I had not spoken to him for about 4-5 months until just a minute ago.


----------



## kaferhaus (Oct 8, 2009)

Sale by Secured Creditor , Cadence Bank, N.A., as Secured Party under Article 9 Uniform Commercial Code including: all accounts; inventory; general intangibles, equipment; documents; all Government Contracts (subject to approval and novation process).
Sabre is a licensed manufacturer of ordnance including automatic weapons. It is a contractor for the United States government, Department of Defense and also engages in the manufacture and sale of semi- automatic weapons. Sealed Bids: No later than 12:00 p.m., February 14, 2011​ Sabre Defence Industries are best known for manufacturing AR-15 rifles but they also manufactured the civilian semi-auto AUG SA rifle for Steyr. 

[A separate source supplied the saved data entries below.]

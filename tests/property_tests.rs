//! Property-based tests for tracejit using proptest.
//!
//! These tests generate random inputs and check that compiled functions
//! agree with eager evaluation and that the cache keys on exactly what the
//! abstraction level exposes.

use proptest::prelude::*;
use tracejit::{
    jit, with_jit_disabled, AbstractionLevel, Array, JitBuilder, Result, Shape, Value,
};

// =============================================================================
// GENERATORS
// =============================================================================

/// Generate a small shape (1-3 dimensions, each dimension 1-5 elements).
fn arb_small_shape() -> impl Strategy<Value = Shape> {
    prop::collection::vec(1usize..=5, 1..=3).prop_map(Shape::new)
}

/// Generate an array with given shape and random values.
fn arb_array_with_shape(shape: Shape) -> impl Strategy<Value = Array> {
    let size = shape.size();
    prop::collection::vec(-10.0f32..10.0, size)
        .prop_map(move |data| Array::from_vec(data, shape.clone()))
}

/// Generate a random array.
fn arb_array() -> impl Strategy<Value = Array> {
    arb_small_shape().prop_flat_map(arb_array_with_shape)
}

/// Generate two arrays of the same shape.
fn arb_array_pair() -> impl Strategy<Value = (Array, Array)> {
    arb_small_shape().prop_flat_map(|shape| {
        (arb_array_with_shape(shape.clone()), arb_array_with_shape(shape))
    })
}

fn mixed(args: &[Value]) -> Result<Vec<Value>> {
    let (x, y) = (&args[0], &args[1]);
    let z = x.mul(y)?.add(x)?.tanh()?;
    let clipped = Value::select(&z.gt(&Value::scalar(0.5))?, &Value::scalar(0.5), &z)?;
    Ok(vec![clipped.clone(), clipped.abs()?.sum_all()?])
}

fn relu_or_double(args: &[Value]) -> Result<Vec<Value>> {
    let x = &args[0];
    if x.gt(&Value::scalar(0.0))?.to_bool()? {
        Ok(vec![x.clone()])
    } else {
        Ok(vec![x.mul(&Value::scalar(2.0))?])
    }
}

// =============================================================================
// COMPILED VS EAGER
// =============================================================================

proptest! {
    #![proptest_config(ProptestConfig::with_cases(64))]

    #[test]
    fn prop_compiled_matches_eager((x, y) in arb_array_pair()) {
        let f = jit("mixed", 2, mixed);
        let compiled = f.call(&[x.clone(), y.clone()]).unwrap();
        let eager = with_jit_disabled(|| f.call(&[x, y])).unwrap();

        prop_assert_eq!(compiled.len(), eager.len());
        for (c, e) in compiled.iter().zip(&eager) {
            prop_assert_eq!(c.shape(), e.shape());
            prop_assert_eq!(c.dtype(), e.dtype());
            prop_assert_eq!(c.to_vec(), e.to_vec());
        }
    }

    #[test]
    fn prop_cache_hit_matches_fresh_trace((x, y) in arb_array_pair()) {
        let warm = jit("mixed", 2, mixed);
        // Trace with zeros, then run the cached artifact on the real inputs
        let zeros = Array::zeros(x.shape().clone(), x.dtype());
        warm.call(&[zeros.clone(), zeros]).unwrap();
        let cached = warm.call(&[x.clone(), y.clone()]).unwrap();
        prop_assert_eq!(warm.stats().traces, 1);

        let fresh = jit("mixed", 2, mixed).call(&[x, y]).unwrap();
        prop_assert_eq!(cached[0].to_vec(), fresh[0].to_vec());
        prop_assert_eq!(cached[1].to_vec(), fresh[1].to_vec());
    }
}

// =============================================================================
// CACHE KEYS
// =============================================================================

proptest! {
    #![proptest_config(ProptestConfig::with_cases(32))]

    #[test]
    fn prop_value_changes_never_retrace(
        shape in arb_small_shape(),
        seeds in prop::collection::vec(-10.0f32..10.0, 1..8),
    ) {
        let f = jit("scale", 1, |args: &[Value]| Ok(vec![args[0].mul(&Value::scalar(3.0))?]));
        for seed in &seeds {
            let x = Array::full(*seed, shape.clone(), tracejit::DType::Float32);
            let out = f.call(&[x]).unwrap();
            prop_assert!(out[0].to_vec().iter().all(|&v| v == seed * 3.0));
        }
        prop_assert_eq!(f.stats().traces, 1);
        prop_assert_eq!(f.stats().hits, seeds.len() - 1);
    }

    #[test]
    fn prop_unshaped_traces_once_for_any_shapes(xs in prop::collection::vec(arb_array(), 1..6)) {
        let f = JitBuilder::new("neg", 1)
            .abstraction(AbstractionLevel::Unshaped)
            .build(|args: &[Value]| Ok(vec![args[0].neg()?]))
            .unwrap();
        for x in &xs {
            let out = f.call(&[x.clone()]).unwrap();
            let expected: Vec<f32> = x.to_vec().iter().map(|v| -v).collect();
            prop_assert_eq!(out[0].to_vec(), expected);
        }
        prop_assert_eq!(f.stats().traces, 1);
    }

    #[test]
    fn prop_static_and_concrete_agree_with_branch(x in -10.0f32..10.0) {
        let expected = if x > 0.0 { x } else { 2.0 * x };

        let by_static = JitBuilder::new("f", 1).static_argnums([0]).build(relu_or_double).unwrap();
        prop_assert_eq!(by_static.call(&[Array::scalar(x)]).unwrap()[0].item(), Some(expected));

        let by_value = JitBuilder::new("f", 1)
            .abstraction(AbstractionLevel::Concrete)
            .build(relu_or_double)
            .unwrap();
        prop_assert_eq!(by_value.call(&[Array::scalar(x)]).unwrap()[0].item(), Some(expected));

        let shaped = jit("f", 1, relu_or_double);
        let err = shaped.call(&[Array::scalar(x)]).unwrap_err();
        prop_assert!(err.is_abstract_value());
    }
}
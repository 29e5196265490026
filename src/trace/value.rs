//! Values seen by a jitted function: concrete arrays or tracers.
//!
//! Every operation a traced function performs goes through [`Value`]. On
//! concrete operands it evaluates eagerly. As soon as one operand is a
//! [`Tracer`], the operation is recorded into the IR instead and the result
//! is a new tracer. Extracting a branch decision or a number from a tracer
//! is the only way tracing can fail on control flow: it yields
//! [`JitError::AbstractValue`] unless the tracer's level exposes values.

use crate::ops;
use crate::trace::{record_equation, AbstractionLevel, IRNode, Primitive, ShapedArray};
use crate::{Array, DType, JitError, Result, Shape};
use std::sync::Arc;

/// Placeholder for a traced argument or a value derived from one.
#[derive(Debug, Clone)]
pub struct Tracer {
    node: Arc<IRNode>,
    level: AbstractionLevel,
    /// Known value; only present when `level` exposes values.
    known: Option<Array>,
    trace_id: usize,
}

impl Tracer {
    /// Create a tracer for `node` belonging to trace `trace_id`.
    ///
    /// `known` is dropped unless `level` exposes values.
    pub fn new(
        node: Arc<IRNode>,
        level: AbstractionLevel,
        known: Option<Array>,
        trace_id: usize,
    ) -> Self {
        let known = known.filter(|_| level.exposes_value());
        Self { node, level, known, trace_id }
    }

    /// IR node this tracer stands for.
    pub fn node(&self) -> &Arc<IRNode> {
        &self.node
    }

    /// Abstraction level of this tracer.
    pub fn level(&self) -> AbstractionLevel {
        self.level
    }

    /// Trace this tracer belongs to.
    pub fn trace_id(&self) -> usize {
        self.trace_id
    }

    /// Shape and dtype.
    ///
    /// Fails under [`AbstractionLevel::Unshaped`], where the shape is not
    /// part of the cache key and must not influence the trace.
    pub fn aval(&self) -> Result<ShapedArray> {
        if !self.level.exposes_shape() {
            return Err(self.abstract_error("aval"));
        }
        Ok(self.node.aval())
    }

    /// Dtype of the placeholder. Known at every level.
    pub fn dtype(&self) -> DType {
        self.node.dtype()
    }

    /// The concrete value, when the level exposes it.
    pub fn known_value(&self) -> Option<&Array> {
        self.known.as_ref()
    }

    /// Same tracer seen at the stricter of its level and `level`.
    pub fn restrict(&self, level: AbstractionLevel) -> Tracer {
        Tracer::new(self.node.clone(), self.level.stricter(level), self.known.clone(), self.trace_id)
    }

    fn abstract_error(&self, operation: &'static str) -> JitError {
        JitError::AbstractValue { operation, aval: self.node.aval().to_string(), level: self.level }
    }
}

/// A value flowing through a jitted function.
#[derive(Debug, Clone)]
pub enum Value {
    /// A concrete array (static arguments, literals, eager values)
    Concrete(Array),
    /// A placeholder recorded into the current trace
    Abstract(Tracer),
}

impl Value {
    /// A float32 scalar literal.
    pub fn scalar(value: f32) -> Value {
        Value::Concrete(Array::scalar(value))
    }

    /// Returns true for concrete values.
    pub fn is_concrete(&self) -> bool {
        matches!(self, Value::Concrete(_))
    }

    /// The array of a concrete value.
    pub fn as_concrete(&self) -> Option<&Array> {
        match self {
            Value::Concrete(array) => Some(array),
            Value::Abstract(_) => None,
        }
    }

    /// The tracer of an abstract value.
    pub fn as_tracer(&self) -> Option<&Tracer> {
        match self {
            Value::Concrete(_) => None,
            Value::Abstract(tracer) => Some(tracer),
        }
    }

    /// Shape and dtype of the value.
    ///
    /// Fails under [`AbstractionLevel::Unshaped`], like [`Value::shape`].
    pub fn aval(&self) -> Result<ShapedArray> {
        match self {
            Value::Concrete(array) => Ok(array.aval()),
            Value::Abstract(tracer) => tracer.aval(),
        }
    }

    /// Shape and dtype as recorded, ignoring the abstraction level.
    pub(crate) fn aval_unchecked(&self) -> ShapedArray {
        match self {
            Value::Concrete(array) => array.aval(),
            Value::Abstract(tracer) => tracer.node.aval(),
        }
    }

    /// Dtype of the value. Always available.
    pub fn dtype(&self) -> DType {
        match self {
            Value::Concrete(array) => array.dtype(),
            Value::Abstract(tracer) => tracer.dtype(),
        }
    }

    /// Shape of the value.
    ///
    /// Fails under [`AbstractionLevel::Unshaped`], where conditioning on
    /// shape is forbidden.
    pub fn shape(&self) -> Result<Shape> {
        match self {
            Value::Abstract(tracer) if !tracer.level.exposes_shape() => {
                Err(tracer.abstract_error("shape"))
            }
            _ => Ok(self.aval_unchecked().into_parts().0),
        }
    }

    /// The concrete array behind this value, if its level exposes it.
    pub fn concrete(&self) -> Result<Array> {
        self.concretize("concrete value")
    }

    fn concretize(&self, operation: &'static str) -> Result<Array> {
        match self {
            Value::Concrete(array) => Ok(array.clone()),
            Value::Abstract(tracer) => {
                tracer.known.clone().ok_or_else(|| tracer.abstract_error(operation))
            }
        }
    }

    /// Branch decision for a size-1 value.
    ///
    /// This is what `if`/`while` conditions go through; on a tracer without
    /// a known value it fails with [`JitError::AbstractValue`].
    pub fn to_bool(&self) -> Result<bool> {
        let array = self.concretize("to_bool")?;
        array
            .item()
            .map(|x| x != 0.0)
            .ok_or(JitError::AmbiguousTruthValue { size: array.size() })
    }

    /// The single number of a size-1 value.
    pub fn item(&self) -> Result<f32> {
        let array = self.concretize("item")?;
        array.item().ok_or(JitError::AmbiguousTruthValue { size: array.size() })
    }

    /// Apply `op` to `args`, evaluating eagerly or recording into the trace.
    pub(crate) fn apply(op: Primitive, args: &[&Value]) -> Result<Value> {
        let avals: Vec<ShapedArray> = args.iter().map(|v| v.aval_unchecked()).collect();
        let aval_refs: Vec<&ShapedArray> = avals.iter().collect();
        let out_aval = ops::abstract_eval(&op, &aval_refs)?;

        let tracers: Vec<&Tracer> = args.iter().filter_map(|v| v.as_tracer()).collect();
        let Some(first) = tracers.first() else {
            let arrays: Vec<&Array> = args.iter().filter_map(|v| v.as_concrete()).collect();
            return ops::evaluate(&op, &arrays).map(Value::Concrete);
        };

        let trace_id = first.trace_id;
        if let Some(other) = tracers.iter().find(|t| t.trace_id != trace_id) {
            return Err(JitError::EscapedTracer { trace_id: other.trace_id });
        }
        record_equation(trace_id)?;

        let level = tracers.iter().map(|t| t.level).min().unwrap_or_default();
        let known = if level.exposes_value() {
            let values: Option<Vec<Array>> = args
                .iter()
                .map(|v| match v {
                    Value::Concrete(array) => Some(array.clone()),
                    Value::Abstract(tracer) => tracer.known.clone(),
                })
                .collect();
            match values {
                Some(values) => {
                    let refs: Vec<&Array> = values.iter().collect();
                    Some(ops::evaluate(&op, &refs)?)
                }
                None => None,
            }
        } else {
            None
        };

        let operands = args
            .iter()
            .map(|v| match v {
                Value::Concrete(array) => IRNode::constant(array.clone()),
                Value::Abstract(tracer) => tracer.node.clone(),
            })
            .collect();
        let node = IRNode::operation(op, operands, out_aval);
        Ok(Value::Abstract(Tracer::new(node, level, known, trace_id)))
    }

    fn unary(&self, op: Primitive) -> Result<Value> {
        Value::apply(op, &[self])
    }

    fn binary(&self, op: Primitive, rhs: &Value) -> Result<Value> {
        Value::apply(op, &[self, rhs])
    }

    /// Element-wise negation.
    pub fn neg(&self) -> Result<Value> {
        self.unary(Primitive::Neg)
    }

    /// Element-wise absolute value.
    pub fn abs(&self) -> Result<Value> {
        self.unary(Primitive::Abs)
    }

    /// Element-wise exponential.
    pub fn exp(&self) -> Result<Value> {
        self.unary(Primitive::Exp)
    }

    /// Element-wise natural logarithm.
    pub fn log(&self) -> Result<Value> {
        self.unary(Primitive::Log)
    }

    /// Element-wise sine.
    pub fn sin(&self) -> Result<Value> {
        self.unary(Primitive::Sin)
    }

    /// Element-wise cosine.
    pub fn cos(&self) -> Result<Value> {
        self.unary(Primitive::Cos)
    }

    /// Element-wise hyperbolic tangent.
    pub fn tanh(&self) -> Result<Value> {
        self.unary(Primitive::Tanh)
    }

    /// Element-wise square root.
    pub fn sqrt(&self) -> Result<Value> {
        self.unary(Primitive::Sqrt)
    }

    /// Add two values element-wise with broadcasting.
    ///
    /// ```
    /// # use tracejit::{Array, Shape, Value};
    /// let a = Value::from(Array::from_vec(vec![1.0, 2.0, 3.0], Shape::new(vec![3])));
    /// let b = a.add(&Value::scalar(10.0)).unwrap();
    /// assert_eq!(b.concrete().unwrap().to_vec(), vec![11.0, 12.0, 13.0]);
    /// ```
    pub fn add(&self, rhs: &Value) -> Result<Value> {
        self.binary(Primitive::Add, rhs)
    }

    /// Subtract element-wise with broadcasting.
    pub fn sub(&self, rhs: &Value) -> Result<Value> {
        self.binary(Primitive::Sub, rhs)
    }

    /// Multiply element-wise with broadcasting.
    pub fn mul(&self, rhs: &Value) -> Result<Value> {
        self.binary(Primitive::Mul, rhs)
    }

    /// True division element-wise with broadcasting. Always float32.
    pub fn div(&self, rhs: &Value) -> Result<Value> {
        self.binary(Primitive::Div, rhs)
    }

    /// Element-wise power.
    pub fn pow(&self, rhs: &Value) -> Result<Value> {
        self.binary(Primitive::Pow, rhs)
    }

    /// Element-wise minimum.
    pub fn minimum(&self, rhs: &Value) -> Result<Value> {
        self.binary(Primitive::Min, rhs)
    }

    /// Element-wise maximum.
    pub fn maximum(&self, rhs: &Value) -> Result<Value> {
        self.binary(Primitive::Max, rhs)
    }

    /// Element-wise `<`.
    pub fn lt(&self, rhs: &Value) -> Result<Value> {
        self.binary(Primitive::Lt, rhs)
    }

    /// Element-wise `<=`.
    pub fn le(&self, rhs: &Value) -> Result<Value> {
        self.binary(Primitive::Le, rhs)
    }

    /// Element-wise `>`.
    pub fn gt(&self, rhs: &Value) -> Result<Value> {
        self.binary(Primitive::Gt, rhs)
    }

    /// Element-wise `>=`.
    pub fn ge(&self, rhs: &Value) -> Result<Value> {
        self.binary(Primitive::Ge, rhs)
    }

    /// Element-wise `==`.
    pub fn eq(&self, rhs: &Value) -> Result<Value> {
        self.binary(Primitive::Eq, rhs)
    }

    /// Element-wise `!=`.
    pub fn ne(&self, rhs: &Value) -> Result<Value> {
        self.binary(Primitive::Ne, rhs)
    }

    /// Element-wise choice between `on_true` and `on_false`.
    ///
    /// Both branches are computed; no branch decision is extracted, so this
    /// works on tracers at every abstraction level.
    pub fn select(pred: &Value, on_true: &Value, on_false: &Value) -> Result<Value> {
        Value::apply(Primitive::Select, &[pred, on_true, on_false])
    }

    /// Sum of all elements.
    pub fn sum_all(&self) -> Result<Value> {
        self.unary(Primitive::SumAll)
    }

    /// Sum along `axis`.
    pub fn sum(&self, axis: usize) -> Result<Value> {
        self.unary(Primitive::Sum { axis })
    }

    /// Mean of all elements.
    pub fn mean_all(&self) -> Result<Value> {
        self.unary(Primitive::MeanAll)
    }

    /// Maximum of all elements.
    pub fn max_all(&self) -> Result<Value> {
        self.unary(Primitive::MaxAll)
    }

    /// Reshape to `shape` (same number of elements).
    pub fn reshape(&self, shape: Shape) -> Result<Value> {
        self.unary(Primitive::Reshape { new_shape: shape.as_slice().to_vec() })
    }

    /// Convert to `dtype`.
    pub fn astype(&self, dtype: DType) -> Result<Value> {
        if self.dtype() == dtype {
            return Ok(self.clone());
        }
        self.unary(Primitive::Convert { dtype })
    }
}

impl From<Array> for Value {
    fn from(array: Array) -> Self {
        Value::Concrete(array)
    }
}

impl From<f32> for Value {
    fn from(value: f32) -> Self {
        Value::scalar(value)
    }
}
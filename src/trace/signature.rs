//! Cache keys for compiled functions.

use crate::trace::AbstractionLevel;
use crate::{Array, DType, Shape};
use std::fmt;

/// Identity of a wrapped callable. Unique per wrapper instance.
#[derive(Debug, Clone, Copy, PartialEq, Eq, Hash)]
pub struct FunctionId(pub(crate) usize);

/// Key contribution of a traced argument: as much as its level exposes.
#[derive(Debug, Clone, PartialEq, Eq, Hash)]
pub struct AbstractKey {
    dtype: DType,
    shape: Option<Shape>,
    bits: Option<Vec<u32>>,
}

impl AbstractKey {
    /// Key of `array` seen at `level`.
    pub fn new(array: &Array, level: AbstractionLevel) -> Self {
        Self {
            dtype: array.dtype(),
            shape: level.exposes_shape().then(|| array.shape().clone()),
            bits: level.exposes_value().then(|| array.bits()),
        }
    }
}

/// Key contribution of a static argument: its full value.
///
/// Values compare bitwise, so `0.0` and `-0.0` are different keys and a
/// NaN equals itself.
#[derive(Debug, Clone, PartialEq, Eq, Hash)]
pub struct StaticKey {
    dtype: DType,
    shape: Shape,
    bits: Vec<u32>,
}

impl StaticKey {
    /// Key of the static value `array`.
    pub fn new(array: &Array) -> Self {
        Self { dtype: array.dtype(), shape: array.shape().clone(), bits: array.bits() }
    }
}

/// Key of one argument position.
#[derive(Debug, Clone, PartialEq, Eq, Hash)]
pub enum ArgKey {
    /// Traced position
    Traced(AbstractKey),
    /// Static position
    Static(StaticKey),
}

/// The cache key of one call: callable identity plus one key per argument.
#[derive(Debug, Clone, PartialEq, Eq, Hash)]
pub struct Signature {
    function: FunctionId,
    args: Vec<ArgKey>,
}

impl Signature {
    /// Build a signature from per-argument keys.
    pub fn new(function: FunctionId, args: Vec<ArgKey>) -> Self {
        Self { function, args }
    }

    /// The callable this signature belongs to.
    pub fn function(&self) -> FunctionId {
        self.function
    }

    /// Per-argument keys in call order.
    pub fn args(&self) -> &[ArgKey] {
        &self.args
    }
}

/// Compact form for logs: `(f32[3], static i32[]=[4])`, `?` for hidden shapes.
impl fmt::Display for Signature {
    fn fmt(&self, f: &mut fmt::Formatter<'_>) -> fmt::Result {
        write!(f, "(")?;
        for (i, arg) in self.args.iter().enumerate() {
            if i > 0 {
                write!(f, ", ")?;
            }
            match arg {
                ArgKey::Traced(key) => {
                    write!(f, "{}", key.dtype)?;
                    match &key.shape {
                        Some(shape) => write_dims(f, shape)?,
                        None => write!(f, "[?]")?,
                    }
                    if let Some(bits) = &key.bits {
                        write!(f, "=")?;
                        write_values(f, bits)?;
                    }
                }
                ArgKey::Static(key) => {
                    write!(f, "static {}", key.dtype)?;
                    write_dims(f, &key.shape)?;
                    write!(f, "=")?;
                    write_values(f, &key.bits)?;
                }
            }
        }
        write!(f, ")")
    }
}

fn write_dims(f: &mut fmt::Formatter<'_>, shape: &Shape) -> fmt::Result {
    let dims: Vec<String> = shape.as_slice().iter().map(|d| d.to_string()).collect();
    write!(f, "[{}]", dims.join(","))
}

fn write_values(f: &mut fmt::Formatter<'_>, bits: &[u32]) -> fmt::Result {
    let values: Vec<String> = bits.iter().map(|&b| f32::from_bits(b).to_string()).collect();
    write!(f, "[{}]", values.join(","))
}

#[cfg(test)]
mod tests {
    use super::*;

    #[test]
    fn test_shaped_key_ignores_values() {
        let a = Array::from_vec(vec![1.0, 2.0], Shape::new(vec![2]));
        let b = Array::from_vec(vec![3.0, 4.0], Shape::new(vec![2]));
        let c = Array::from_vec(vec![1.0, 2.0, 3.0], Shape::new(vec![3]));
        let level = AbstractionLevel::Shaped;
        assert_eq!(AbstractKey::new(&a, level), AbstractKey::new(&b, level));
        assert_ne!(AbstractKey::new(&a, level), AbstractKey::new(&c, level));
    }

    #[test]
    fn test_unshaped_key_ignores_shape() {
        let a = Array::from_vec(vec![1.0, 2.0], Shape::new(vec![2]));
        let c = Array::from_vec(vec![1.0, 2.0, 3.0], Shape::new(vec![3]));
        let level = AbstractionLevel::Unshaped;
        assert_eq!(AbstractKey::new(&a, level), AbstractKey::new(&c, level));
        let i = Array::from_vec_i32(vec![1, 2], Shape::new(vec![2]));
        assert_ne!(AbstractKey::new(&a, level), AbstractKey::new(&i, level));
    }

    #[test]
    fn test_concrete_key_includes_values() {
        let a = Array::scalar(1.0);
        let b = Array::scalar(2.0);
        let level = AbstractionLevel::Concrete;
        assert_ne!(AbstractKey::new(&a, level), AbstractKey::new(&b, level));
    }

    #[test]
    fn test_static_key_is_bitwise() {
        assert_eq!(StaticKey::new(&Array::scalar(10.0)), StaticKey::new(&Array::scalar(10.0)));
        assert_ne!(StaticKey::new(&Array::scalar(0.0)), StaticKey::new(&Array::scalar(-0.0)));
        assert_eq!(StaticKey::new(&Array::scalar(f32::NAN)), StaticKey::new(&Array::scalar(f32::NAN)));
        assert_ne!(
            StaticKey::new(&Array::scalar(1.0)),
            StaticKey::new(&Array::scalar_of(1.0, DType::Int32))
        );
    }

    #[test]
    fn test_signature_display() {
        let sig = Signature::new(
            FunctionId(0),
            vec![
                ArgKey::Traced(AbstractKey::new(
                    &Array::zeros(Shape::new(vec![3]), DType::Float32),
                    AbstractionLevel::Shaped,
                )),
                ArgKey::Static(StaticKey::new(&Array::scalar_of(4.0, DType::Int32))),
            ],
        );
        assert_eq!(sig.to_string(), "(f32[3], static i32[]=[4])");
    }
}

This time last year Sabre made the news when they were raided by the BATFE.


----------



## bcbz71 (Dec 22, 2008)

kenny senter said:


> I would generally say you could get near as much rifle for less cost. The thing about the ar15 rifle that people fail to realize is they are built to certain specifications as to where components from other manufacturers will all work in sync to complete a working rifle.


+1 

If you want an investment piece, get a Colt as everybody recognizes the name and when you go to sell it, you can say "it's a Colt". It's quality and will appreciate over time. 

If you only plink occasionally, get an entry level DPMS or something for $750 or less and enjoy it. If you are more serious about your shooting sports, you can sink thousands of accessories into a specialized AR with better performance, but in the end, it's just another AR and it will be hard to recoup your money.


----------